Bill Gates est venu à l’Unesco, à l’assaut du « Far-South »

Régulations

En novembre 2004, à Paris, Bill Gates se rendait au siège de l’Unesco pour réactualiser un accord avec l’organisation internationale. Ils se promettent de travailler ensemble en échangeant savoir-faire et projets de développement

C’est une victoire pour le lobbying antilogiciel libre américain! Aussi louables que soient les objectifs de cette collaboration il est étonnant de voir cette respectueuse institution, qui, il n’y a pas si longtemps reconnaissait le projet GNU comme « trésor du monde », retourner sa veste pour soutenir le logiciel propriétaire ! L’Unesco et Microsoft se promettent donc de travailler ensemble. Pourtant la Cnuced concluait dans son rapport annuel de 2003 que

« les logiciels libres pourraient dynamiser le secteur des TIC dans les pays en développement ». En acceptant cet accord l’institution remet-elle en question son objectif premier: réduire la fracture numérique dans les pays en développement? Les conséquences de cet abandon sont lourdes et négatives pour les pays du Sud tandis que pour la firme de Redmond les « retombées commerciales et idéologiques » sont importantes et les investissements minimes. La promotion du logiciel propriétaire incite les pays en développement à concevoir le software comme une chose que l’on marchande et non comme quelque chose que l’on construit, soi-même, à sa façon. Ainsi il devient acceptable de renoncer à des libertés essentielles dans le seul but d’utiliser des programmes informatiques. « La liberté est pour la science ce que l’air est pour l’animal » Henri Poincaré Du client libre l’on devient un client captif, dépendant des spécificités linguistiques et culturelles d’un géant homérique, qui n’a pas la volonté de développer des versions de ses logiciels dans des langues ou des horizons qui ne lui offrent pas une rentabilité suffisante. Ce qui n’est pas le cas du logiciel libre qu’il soit bénévole ou pas il permet cette proximité, cette localisation. Les navigateurs alternatifs comme Mozilla ou Opéra (lire nos articles) permettent sans financement et sans organisation officielle de développer des interfaces originales, par exemple dans une langue peu usitée. Une philosophie bien différente de mutualisation des savoirs et de partage culturel.
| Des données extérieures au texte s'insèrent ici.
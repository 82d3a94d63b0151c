use actix_web::{HttpRequest, HttpResponse, web};
use std::sync::Arc;
use validator::Validate;

use super::require;
use crate::{
  adapters::http::{
    dtos::{CompanyProfileRequest, CreateCompanyRequest, ListCompaniesQuery},
    errors::ApiError,
  },
  application::company::*,
  domain::access::capabilities::{COMPANY_CREATE, COMPANY_DELETE, COMPANY_READ, COMPANY_UPDATE},
};

/// Create a customer or carrier
/// POST /api/v1/companies
pub async fn create_company_handler(
  request: web::Json<CreateCompanyRequest>,
  use_case: web::Data<Arc<CreateCompanyUseCase>>,
  http_req: HttpRequest,
) -> Result<HttpResponse, ApiError> {
  let actor = require(&http_req, COMPANY_CREATE)?;
  request.validate()?;

  let company = use_case.execute(request.into_inner().into()).await?;
  tracing::info!("Company {} created by {}", company.id, actor.id);

  Ok(HttpResponse::Created().json(company))
}

/// GET /api/v1/companies?type=customer|carrier
pub async fn list_companies_handler(
  query: web::Query<ListCompaniesQuery>,
  use_case: web::Data<Arc<ListCompaniesUseCase>>,
  http_req: HttpRequest,
) -> Result<HttpResponse, ApiError> {
  require(&http_req, COMPANY_READ)?;
  let response = use_case.execute(query.into_inner().company_type).await?;
  Ok(HttpResponse::Ok().json(response))
}

/// GET /api/v1/companies/{id}
pub async fn get_company_handler(
  company_id: web::Path<String>,
  use_case: web::Data<Arc<GetCompanyUseCase>>,
  http_req: HttpRequest,
) -> Result<HttpResponse, ApiError> {
  require(&http_req, COMPANY_READ)?;
  let company = use_case.execute(company_id.into_inner()).await?;
  Ok(HttpResponse::Ok().json(company))
}

/// Replace the company profile; the type cannot change
/// PUT /api/v1/companies/{id}
pub async fn update_company_handler(
  company_id: web::Path<String>,
  request: web::Json<CompanyProfileRequest>,
  use_case: web::Data<Arc<UpdateCompanyUseCase>>,
  http_req: HttpRequest,
) -> Result<HttpResponse, ApiError> {
  require(&http_req, COMPANY_UPDATE)?;
  request.validate()?;

  let company = use_case
    .execute(request.into_inner().into_update(company_id.into_inner()))
    .await?;
  Ok(HttpResponse::Ok().json(company))
}

/// Refused with 409 while any job references the company
/// DELETE /api/v1/companies/{id}
pub async fn delete_company_handler(
  company_id: web::Path<String>,
  use_case: web::Data<Arc<DeleteCompanyUseCase>>,
  http_req: HttpRequest,
) -> Result<HttpResponse, ApiError> {
  let actor = require(&http_req, COMPANY_DELETE)?;
  let company_id = company_id.into_inner();

  use_case.execute(company_id.clone()).await?;
  tracing::info!("Company {} deleted by {}", company_id, actor.id);

  Ok(HttpResponse::NoContent().finish())
}
pub mod entities;
pub mod errors;
pub mod ports;
pub mod services;
pub mod value_objects;

pub use entities::{
  Invoice, InvoiceLineItem, InvoicePeriod, InvoiceStatusSummary, InvoiceTerms, InvoiceTotals,
};
pub use errors::InvoiceError;
pub use ports::{InvoiceFilter, InvoiceRepository};
pub use services::{InvoiceOptions, InvoiceService, InvoicingDefaults, SelfInvoiceRequest};
pub use value_objects::{
  InvoiceId, InvoiceKind, InvoiceNumber, InvoiceStatus, PaymentTerms, TaxRate,
};
use std::sync::Arc;

use super::{
  entities::{Company, CompanyProfile},
  errors::CompanyError,
  ports::CompanyRepository,
  value_objects::{CompanyId, CompanyType},
};
use crate::domain::job::ports::JobRepository;

/// Customer and carrier management
pub struct CompanyService {
  company_repo: Arc<dyn CompanyRepository>,
  job_repo: Arc<dyn JobRepository>,
}

impl CompanyService {
  pub fn new(company_repo: Arc<dyn CompanyRepository>, job_repo: Arc<dyn JobRepository>) -> Self {
    Self {
      company_repo,
      job_repo,
    }
  }

  pub async fn create_company(
    &self,
    company_type: CompanyType,
    profile: CompanyProfile,
  ) -> Result<Company, CompanyError> {
    let company = Company::new(company_type, profile)?;
    let created = self.company_repo.create(company).await?;
    tracing::info!("Created {} {}", created.company_type, created.id);
    Ok(created)
  }

  pub async fn update_company(
    &self,
    company_id: &CompanyId,
    profile: CompanyProfile,
  ) -> Result<Company, CompanyError> {
    let mut company = self.get_company(company_id).await?;
    company.update_profile(profile)?;
    Ok(self.company_repo.update(company).await?)
  }

  pub async fn get_company(&self, company_id: &CompanyId) -> Result<Company, CompanyError> {
    self
      .company_repo
      .find_by_id(company_id)
      .await?
      .ok_or_else(|| CompanyError::NotFound(company_id.clone()))
  }

  pub async fn list_companies(
    &self,
    company_type: Option<CompanyType>,
  ) -> Result<Vec<Company>, CompanyError> {
    Ok(self.company_repo.list(company_type).await?)
  }

  /// Deletes a company that no job references as customer or carrier
  pub async fn delete_company(&self, company_id: &CompanyId) -> Result<(), CompanyError> {
    let company = self.get_company(company_id).await?;

    let job_count = self.job_repo.count_by_company(&company.id).await?;
    if job_count > 0 {
      tracing::warn!(
        "Refusing to delete company {} referenced by {} job(s)",
        company.id,
        job_count
      );
      return Err(CompanyError::ReferentialIntegrity {
        company_id: company.id,
        job_count,
      });
    }

    self.company_repo.delete(&company.id).await?;
    tracing::info!("Deleted company {}", company.id);
    Ok(())
  }
}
A l’ère de l’informatique, l’enjeu est de taille, puisqu’il s’agit de choisir entre l’homme consommateur lambda d’une technologie quasi secrète, et l’homme producteur, détenteur d’une connaissance totale de son environnement informatique. En adhérant au logiciel propriétaire, l’Unesco fait l’éloge de la location technologique et donc des dépenses qu’engendre cette dépendance, un paradoxe étrange quand on réalise que dans le cas du logiciel libre le développement est local, et qu’il n’y a plus de fuite des capitaux dédiés à la recherche et à l’innovation vers l’étranger. Espérons que cette accord ne soit pas exclusif comme l’indique Koïchiro Matsuura, directeur général de l’Unesco, car seul le pays qui comprend ses outils logiciels peut maîtriser son développement. A l’heure actuelle, le logiciel libre est l’unique alternative efficace de développement culturel, scientifique, technologique et économique pour les pays du Sud.